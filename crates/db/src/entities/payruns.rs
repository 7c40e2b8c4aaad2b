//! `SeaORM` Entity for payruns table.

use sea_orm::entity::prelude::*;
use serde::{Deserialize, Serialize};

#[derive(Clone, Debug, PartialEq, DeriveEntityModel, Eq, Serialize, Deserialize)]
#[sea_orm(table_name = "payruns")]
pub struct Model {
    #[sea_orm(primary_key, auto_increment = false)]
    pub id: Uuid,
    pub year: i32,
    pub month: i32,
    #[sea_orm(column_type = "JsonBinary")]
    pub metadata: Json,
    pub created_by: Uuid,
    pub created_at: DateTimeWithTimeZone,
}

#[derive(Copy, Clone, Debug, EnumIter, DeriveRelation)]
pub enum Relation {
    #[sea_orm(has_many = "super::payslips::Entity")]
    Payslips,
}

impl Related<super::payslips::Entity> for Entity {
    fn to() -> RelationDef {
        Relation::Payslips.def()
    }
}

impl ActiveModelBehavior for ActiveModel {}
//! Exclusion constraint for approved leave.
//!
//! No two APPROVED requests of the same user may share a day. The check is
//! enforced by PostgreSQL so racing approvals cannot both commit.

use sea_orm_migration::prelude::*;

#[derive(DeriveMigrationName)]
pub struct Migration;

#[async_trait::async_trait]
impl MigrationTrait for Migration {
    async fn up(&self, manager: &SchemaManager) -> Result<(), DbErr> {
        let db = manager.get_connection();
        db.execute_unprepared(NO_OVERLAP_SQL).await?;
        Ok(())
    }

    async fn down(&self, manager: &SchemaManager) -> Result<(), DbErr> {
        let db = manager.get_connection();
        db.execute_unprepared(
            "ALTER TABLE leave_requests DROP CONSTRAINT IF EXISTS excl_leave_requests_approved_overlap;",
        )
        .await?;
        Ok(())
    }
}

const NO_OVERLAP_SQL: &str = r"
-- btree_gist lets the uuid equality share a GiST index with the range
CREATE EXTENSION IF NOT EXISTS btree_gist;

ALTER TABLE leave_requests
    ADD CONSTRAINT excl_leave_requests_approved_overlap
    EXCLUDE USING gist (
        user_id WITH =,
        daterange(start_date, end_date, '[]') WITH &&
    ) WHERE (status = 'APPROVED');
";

*****

→ Brief: Every line of the data that includes the word "super" should be copied.

→ Answer space:
    #[sea_orm(has_many = "super::payslips::Entity")]
impl Related<super::payslips::Entity> for Entity {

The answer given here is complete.